» TASK DIRECTIONS
Pick out every line in the data below that holds "Find".

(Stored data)

==*==

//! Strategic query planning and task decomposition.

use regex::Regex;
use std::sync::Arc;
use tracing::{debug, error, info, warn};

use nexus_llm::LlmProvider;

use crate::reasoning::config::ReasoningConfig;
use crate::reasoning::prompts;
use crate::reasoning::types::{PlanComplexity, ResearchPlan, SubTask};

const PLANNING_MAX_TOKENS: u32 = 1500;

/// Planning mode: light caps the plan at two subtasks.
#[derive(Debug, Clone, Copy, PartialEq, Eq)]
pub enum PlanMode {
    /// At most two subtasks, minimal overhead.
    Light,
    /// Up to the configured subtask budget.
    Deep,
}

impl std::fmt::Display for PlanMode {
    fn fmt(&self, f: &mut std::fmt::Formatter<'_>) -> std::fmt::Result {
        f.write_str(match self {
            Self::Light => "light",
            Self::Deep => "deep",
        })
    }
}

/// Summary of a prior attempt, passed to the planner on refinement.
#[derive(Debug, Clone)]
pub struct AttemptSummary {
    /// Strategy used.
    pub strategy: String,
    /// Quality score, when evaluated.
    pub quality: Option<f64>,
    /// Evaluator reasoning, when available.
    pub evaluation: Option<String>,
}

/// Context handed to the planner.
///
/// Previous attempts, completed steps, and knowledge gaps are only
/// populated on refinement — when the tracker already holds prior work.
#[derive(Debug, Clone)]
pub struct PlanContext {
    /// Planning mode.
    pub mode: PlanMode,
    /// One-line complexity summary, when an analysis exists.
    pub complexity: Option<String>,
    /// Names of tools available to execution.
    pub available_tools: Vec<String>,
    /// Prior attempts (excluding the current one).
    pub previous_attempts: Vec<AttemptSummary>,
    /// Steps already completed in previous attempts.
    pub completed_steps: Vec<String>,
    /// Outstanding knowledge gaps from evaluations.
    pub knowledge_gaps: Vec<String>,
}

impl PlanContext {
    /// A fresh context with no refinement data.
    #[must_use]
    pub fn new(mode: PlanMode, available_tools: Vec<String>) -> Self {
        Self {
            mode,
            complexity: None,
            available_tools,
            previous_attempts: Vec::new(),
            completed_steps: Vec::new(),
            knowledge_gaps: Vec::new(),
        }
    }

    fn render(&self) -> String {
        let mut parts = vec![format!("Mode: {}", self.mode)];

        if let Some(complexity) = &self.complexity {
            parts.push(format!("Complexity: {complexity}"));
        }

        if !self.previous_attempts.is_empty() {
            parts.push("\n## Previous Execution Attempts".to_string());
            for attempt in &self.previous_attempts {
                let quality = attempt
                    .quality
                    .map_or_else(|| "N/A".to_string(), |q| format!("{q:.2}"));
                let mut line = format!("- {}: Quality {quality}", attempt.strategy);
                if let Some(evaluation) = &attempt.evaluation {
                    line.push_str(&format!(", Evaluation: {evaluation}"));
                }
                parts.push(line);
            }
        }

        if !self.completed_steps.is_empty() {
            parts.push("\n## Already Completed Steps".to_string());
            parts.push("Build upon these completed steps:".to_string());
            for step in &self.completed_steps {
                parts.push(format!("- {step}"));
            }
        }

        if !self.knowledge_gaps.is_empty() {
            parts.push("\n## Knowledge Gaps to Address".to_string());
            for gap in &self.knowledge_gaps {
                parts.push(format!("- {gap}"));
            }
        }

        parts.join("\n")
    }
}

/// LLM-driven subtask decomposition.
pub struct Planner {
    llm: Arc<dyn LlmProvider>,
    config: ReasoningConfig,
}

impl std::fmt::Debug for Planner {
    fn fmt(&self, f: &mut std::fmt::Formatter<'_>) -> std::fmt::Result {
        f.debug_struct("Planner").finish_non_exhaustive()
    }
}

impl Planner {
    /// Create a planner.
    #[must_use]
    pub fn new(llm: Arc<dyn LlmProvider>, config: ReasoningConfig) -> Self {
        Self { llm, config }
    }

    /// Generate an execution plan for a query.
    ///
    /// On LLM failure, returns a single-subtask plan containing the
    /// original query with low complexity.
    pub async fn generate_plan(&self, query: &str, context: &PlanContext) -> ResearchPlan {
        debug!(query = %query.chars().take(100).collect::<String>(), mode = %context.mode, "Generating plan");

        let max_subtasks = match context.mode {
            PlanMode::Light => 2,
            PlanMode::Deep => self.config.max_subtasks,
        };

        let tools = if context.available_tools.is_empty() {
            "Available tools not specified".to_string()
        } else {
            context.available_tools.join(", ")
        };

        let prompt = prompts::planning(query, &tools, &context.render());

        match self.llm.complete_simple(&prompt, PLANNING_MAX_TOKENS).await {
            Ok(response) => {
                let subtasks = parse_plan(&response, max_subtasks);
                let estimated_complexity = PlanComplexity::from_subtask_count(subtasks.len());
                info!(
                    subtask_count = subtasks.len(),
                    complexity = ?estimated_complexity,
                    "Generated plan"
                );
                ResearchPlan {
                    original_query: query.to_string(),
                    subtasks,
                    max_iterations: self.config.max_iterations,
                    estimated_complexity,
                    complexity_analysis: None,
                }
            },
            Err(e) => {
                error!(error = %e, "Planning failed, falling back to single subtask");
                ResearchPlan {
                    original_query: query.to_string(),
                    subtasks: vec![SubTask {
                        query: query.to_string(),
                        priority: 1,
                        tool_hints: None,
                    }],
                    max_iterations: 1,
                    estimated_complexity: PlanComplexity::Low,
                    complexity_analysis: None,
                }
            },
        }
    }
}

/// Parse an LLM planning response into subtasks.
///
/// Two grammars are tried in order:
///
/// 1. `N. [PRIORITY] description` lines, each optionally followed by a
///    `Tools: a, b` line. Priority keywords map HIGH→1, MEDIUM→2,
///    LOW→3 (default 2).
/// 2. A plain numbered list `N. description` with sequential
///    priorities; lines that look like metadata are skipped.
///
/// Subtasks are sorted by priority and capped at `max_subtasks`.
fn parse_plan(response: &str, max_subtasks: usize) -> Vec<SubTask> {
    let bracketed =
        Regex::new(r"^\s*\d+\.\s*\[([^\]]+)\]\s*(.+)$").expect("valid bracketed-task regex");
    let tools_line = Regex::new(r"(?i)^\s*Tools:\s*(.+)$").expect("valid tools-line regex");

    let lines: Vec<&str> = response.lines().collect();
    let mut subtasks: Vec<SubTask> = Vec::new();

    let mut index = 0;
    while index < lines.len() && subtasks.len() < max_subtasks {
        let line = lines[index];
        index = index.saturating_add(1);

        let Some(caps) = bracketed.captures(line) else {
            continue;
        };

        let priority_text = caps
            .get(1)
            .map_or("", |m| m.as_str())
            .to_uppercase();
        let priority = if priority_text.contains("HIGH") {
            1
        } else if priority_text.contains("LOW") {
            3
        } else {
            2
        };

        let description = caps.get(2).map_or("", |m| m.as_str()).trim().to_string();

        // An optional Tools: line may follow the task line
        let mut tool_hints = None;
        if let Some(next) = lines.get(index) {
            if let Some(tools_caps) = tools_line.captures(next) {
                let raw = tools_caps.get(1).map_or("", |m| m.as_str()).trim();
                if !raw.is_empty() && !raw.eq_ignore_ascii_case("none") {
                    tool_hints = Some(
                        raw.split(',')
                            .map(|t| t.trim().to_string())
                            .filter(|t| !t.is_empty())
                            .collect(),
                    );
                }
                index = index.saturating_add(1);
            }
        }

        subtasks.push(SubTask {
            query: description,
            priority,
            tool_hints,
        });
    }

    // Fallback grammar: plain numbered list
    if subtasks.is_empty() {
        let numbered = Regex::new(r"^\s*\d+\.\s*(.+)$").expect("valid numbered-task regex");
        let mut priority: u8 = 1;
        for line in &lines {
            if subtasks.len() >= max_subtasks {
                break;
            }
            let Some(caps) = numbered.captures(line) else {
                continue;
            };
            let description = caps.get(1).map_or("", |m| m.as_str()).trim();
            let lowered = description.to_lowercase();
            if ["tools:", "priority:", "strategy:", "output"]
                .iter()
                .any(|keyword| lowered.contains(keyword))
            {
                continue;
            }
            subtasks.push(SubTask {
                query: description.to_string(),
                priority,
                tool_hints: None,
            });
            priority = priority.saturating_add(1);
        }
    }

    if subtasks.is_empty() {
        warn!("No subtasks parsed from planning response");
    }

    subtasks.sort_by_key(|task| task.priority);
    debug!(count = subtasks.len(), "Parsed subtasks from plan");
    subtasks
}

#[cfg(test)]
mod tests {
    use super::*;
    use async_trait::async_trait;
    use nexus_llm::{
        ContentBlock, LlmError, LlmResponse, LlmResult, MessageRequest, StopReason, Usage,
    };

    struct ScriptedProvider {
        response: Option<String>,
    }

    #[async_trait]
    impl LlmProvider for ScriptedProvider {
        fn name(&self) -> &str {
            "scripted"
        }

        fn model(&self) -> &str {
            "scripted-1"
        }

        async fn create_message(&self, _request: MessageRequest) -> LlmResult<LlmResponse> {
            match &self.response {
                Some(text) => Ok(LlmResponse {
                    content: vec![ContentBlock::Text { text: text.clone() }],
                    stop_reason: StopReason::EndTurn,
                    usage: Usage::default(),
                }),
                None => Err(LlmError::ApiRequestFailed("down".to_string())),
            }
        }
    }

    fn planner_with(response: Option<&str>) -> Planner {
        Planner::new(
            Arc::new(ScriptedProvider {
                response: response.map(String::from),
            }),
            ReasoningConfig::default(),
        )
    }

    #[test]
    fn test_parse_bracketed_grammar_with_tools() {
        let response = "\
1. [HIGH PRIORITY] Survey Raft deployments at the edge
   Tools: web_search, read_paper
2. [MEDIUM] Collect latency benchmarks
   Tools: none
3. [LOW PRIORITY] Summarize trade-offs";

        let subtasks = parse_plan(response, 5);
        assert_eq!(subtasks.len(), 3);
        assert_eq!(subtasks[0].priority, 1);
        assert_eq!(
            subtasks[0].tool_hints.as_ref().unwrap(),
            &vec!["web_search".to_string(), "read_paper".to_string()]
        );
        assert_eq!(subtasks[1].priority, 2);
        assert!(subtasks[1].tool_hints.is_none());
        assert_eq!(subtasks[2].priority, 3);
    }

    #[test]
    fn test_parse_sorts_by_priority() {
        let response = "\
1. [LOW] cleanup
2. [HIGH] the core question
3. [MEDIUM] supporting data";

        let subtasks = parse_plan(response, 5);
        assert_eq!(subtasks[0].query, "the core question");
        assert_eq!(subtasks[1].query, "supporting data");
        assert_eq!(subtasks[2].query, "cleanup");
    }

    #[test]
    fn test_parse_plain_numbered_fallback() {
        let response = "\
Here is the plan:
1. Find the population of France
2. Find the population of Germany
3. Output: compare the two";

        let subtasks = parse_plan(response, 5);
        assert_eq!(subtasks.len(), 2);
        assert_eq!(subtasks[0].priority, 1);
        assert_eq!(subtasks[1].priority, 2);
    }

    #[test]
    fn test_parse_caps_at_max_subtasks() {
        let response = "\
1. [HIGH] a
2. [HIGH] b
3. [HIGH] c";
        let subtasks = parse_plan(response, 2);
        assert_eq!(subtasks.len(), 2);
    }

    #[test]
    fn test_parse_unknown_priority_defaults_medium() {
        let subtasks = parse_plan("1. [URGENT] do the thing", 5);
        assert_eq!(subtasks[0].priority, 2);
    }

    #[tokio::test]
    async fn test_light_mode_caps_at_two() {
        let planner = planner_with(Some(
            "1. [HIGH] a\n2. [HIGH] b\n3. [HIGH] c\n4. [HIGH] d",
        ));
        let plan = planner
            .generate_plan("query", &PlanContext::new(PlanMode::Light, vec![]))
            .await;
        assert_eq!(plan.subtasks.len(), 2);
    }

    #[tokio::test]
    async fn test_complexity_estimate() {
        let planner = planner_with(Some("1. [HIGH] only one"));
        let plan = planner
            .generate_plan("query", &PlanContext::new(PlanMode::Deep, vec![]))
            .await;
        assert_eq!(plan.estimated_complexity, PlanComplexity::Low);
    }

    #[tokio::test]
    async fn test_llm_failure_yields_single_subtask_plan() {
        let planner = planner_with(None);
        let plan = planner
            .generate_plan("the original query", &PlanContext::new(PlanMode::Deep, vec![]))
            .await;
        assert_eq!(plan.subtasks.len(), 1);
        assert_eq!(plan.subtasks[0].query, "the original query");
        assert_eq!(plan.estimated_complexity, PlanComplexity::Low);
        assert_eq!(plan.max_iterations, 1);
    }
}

==*==

» SOLUTION BELOW
1. Find the population of France
2. Find the population of Germany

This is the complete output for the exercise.